Rendez-vous 911
PDQ 1
Vol de 50 000$ sur le boulevard Saint-Charles
Le 26 octobre, à quelques minutes d'intervalle, deux commerces du boulevard Saint-Charles ont été cambriolés. Dans le premier commerce, les voleurs sont repartis les mains vides, mais ils ont causé des dégâts matériels en investissant les lieux.

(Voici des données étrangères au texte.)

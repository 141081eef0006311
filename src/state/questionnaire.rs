#[cfg(test)]
#[path = "questionnaire_test.rs"]
mod questionnaire_test;

use std::collections::HashSet;

use crate::data::options::{OptionItem, SummaryPrompts, OTHER_OPTION_ID};

/// Answer to the Yes/No question gating a questionnaire's checklist.
#[derive(Clone, Copy, Debug, Default, PartialEq, Eq)]
pub enum Gate {
    #[default]
    Unset,
    Yes,
    No,
}

/// Selection state for one questionnaire category.
///
/// `chosen` holds option ids from the category's static option list, so ids
/// are `&'static str`. Selecting "other" opens a free-text input whose value
/// lives in `other_text`.
#[derive(Clone, Debug, Default)]
pub struct QuestionnaireState {
    pub gate: Gate,
    pub chosen: HashSet<&'static str>,
    pub other_text: String,
}

impl QuestionnaireState {
    /// Answer the gating question.
    ///
    /// Switching to "no" clears all selections and the other-text, no matter
    /// what was entered. Switching to "yes" leaves prior selections alone,
    /// so a no → yes round trip after the clear starts from a blank slate.
    pub fn set_gate(&mut self, gate: Gate) {
        if gate == Gate::No {
            self.chosen.clear();
            self.other_text.clear();
        }
        self.gate = gate;
    }

    /// Toggle membership of `id` in the chosen set.
    ///
    /// Removing "other" also clears the free-text as a side effect; re-adding
    /// it does not bring the text back.
    pub fn toggle(&mut self, id: &'static str) {
        if self.chosen.contains(id) {
            self.chosen.remove(id);
            if id == OTHER_OPTION_ID {
                self.other_text.clear();
            }
        } else {
            self.chosen.insert(id);
        }
    }

    pub fn is_chosen(&self, id: &str) -> bool {
        self.chosen.contains(id)
    }

    /// Whether the "other" free-text input is visible. Keyed off the
    /// checkbox alone, not off the gate being "yes".
    pub fn shows_other_input(&self) -> bool {
        self.chosen.contains(OTHER_OPTION_ID)
    }
}

/// Derive the human-readable summary line for a questionnaire.
///
/// Pure function of the state: labels of chosen options in option-list
/// order (never the "other" entry itself), with the trimmed other-text
/// appended when "other" is chosen and non-blank, joined with `", "`. Falls
/// back to the configured prompt strings when there is nothing to show.
pub fn build_summary(
    state: &QuestionnaireState,
    options: &[OptionItem],
    prompts: &SummaryPrompts,
) -> String {
    if state.gate != Gate::Yes {
        return prompts.none.to_owned();
    }

    let other = state.other_text.trim();
    if state.chosen.is_empty() && other.is_empty() {
        return prompts.choose.to_owned();
    }

    let mut labels: Vec<&str> = Vec::new();
    for option in options {
        if option.id != OTHER_OPTION_ID && state.chosen.contains(option.id) {
            labels.push(option.label);
        }
    }
    if state.chosen.contains(OTHER_OPTION_ID) && !other.is_empty() {
        labels.push(other);
    }

    if labels.is_empty() {
        return prompts.empty.to_owned();
    }

    labels.join(", ")
}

Par contre, les voleurs ou d'autres criminels – l'enquête en cours n'a pas permis de relier formellement les deux événements – ont fait toute une prise quelques minutes plus tard, vers minuit, quand ils ont visité une boutique de cellulaires. Ils ont fait main basse sur 160 appareils pour une valeur totale de 50 000$. Les cambrioleurs ont dérobé des cellulaires de marque Motorola, Nokia, Samsung et BlackBerry. À suivre.
PDQ 3
Même modus operandi
Quand une recette fonctionne, pourquoi ne pas la répéter encore et encore… Depuis le 10 septembre, des voleurs ont recours au même stratagème pour voler quantité de cartouches de cigarettes. À ce jour, la police attribue au même groupe d'individus quatre vols perpétrés sur le territoire du PDQ 3, notamment trois vols dans des commerces du boulevard Gouin. À chaque reprise, les voleurs se servent de poubelles ou de bacs à recyclage pour dérober de la marchandise. Le sergent détective Scott Darragh, du Centre d'enquêtes Ouest, s'intéresse d'ailleurs aux vols de poubelles et de bacs à recyclage qui seraient survenus ces dernières semaines dans des résidences privées. Il invite les citoyens qui auraient été victimes de tels vols à communiquer avec lui pour faire avancer l'enquête: 514 280-2299. «Nous enquêtons sur quatre vols, mais nous croyons qu'il pourrait y en avoir eu d'autres depuis au moins un an, explique M. Darragh. Nous ne sommes pas en mesure d'identifier les suspects qui sont toujours cagoulés et qui portent des gants sur les images dont nous disposons. Ils utilisent des poubelles rondes comme celles qui sont vendues dans les grandes surfaces, des poubelles sur roues.»
PDQ 4
Précieux témoin
On dit souvent que la vigilance des citoyens peut faire toute la différence. Le 24 octobre, les policiers ont reçu un appel, vers 14 h, leur signalant qu'une automobile non immatriculée venait de se garer devant un commerce du boulevard Hymus. Le témoin, intrigué, à surveiller l'automobiliste qui, pendant quelques minutes, a disparu de son champ de vision. Vingt minutes plus tard, le suspect est revenu avec une plaque d'immatriculation et l'a posée sur son véhicule. Après avoir relevé le numéro, le témoin a téléphoné à la police qui, elle, a contacté le conducteur dont l'automobile correspondait à cette plaque d'immatriculation. Ce dernier leur a mentionné que son véhicule était au garage. Chez le concessionnaire du boulevard des Sources où le véhicule était effectivement en réparations, les policiers ont retrouvé le véhicule correspondant à la plaque d'immatriculation qui, elle, évidemment, avait disparu. Deux hommes ont été arrêtés relativement à cette affaire.
PDQ 5
Il offre du «weed» à deux policiers en civil
Le 27 octobre, vers 23 h 15, un cycliste de Dorval a envoyé paître les occupants d'un véhicule parce que ceux-ci l'avaient regardé d'un peu trop près à son goût. Les deux occupants, deux policiers en civil, ont immobilisé leur véhicule banalisé un peu plus loin et demandé au cycliste pourquoi il se comportait de la sorte avec les automobilistes. Les trois hommes ont engagé la conversation au coin des rues Corson et Lilas et le cycliste, un homme âgé de 29 ans, ignorant qu'il s'agissait de deux patrouilleurs, leur a demandé ce qu'ils cherchaient. Un des policiers a répondu qu'ils cherchaient «quelque chose» sans être plus précis... Le cycliste leur a offert du «weed» et demandé à ses deux nouveaux clients combien ils avaient d'argent sur eux. Les deux policiers, qui lui ont tendu 20$, ont procédé à son arrestation immédiatement après la transaction. Le prévenu, qui n'avait que quatre grammes sur lui, ne sera pas accusé de possession de stupéfiants en vue d'en faire le trafic. Mais comme il était déjà sous le coup de conditions après avoir fait l'objet d'autres accusations, disons que les choses se compliquent pour lui.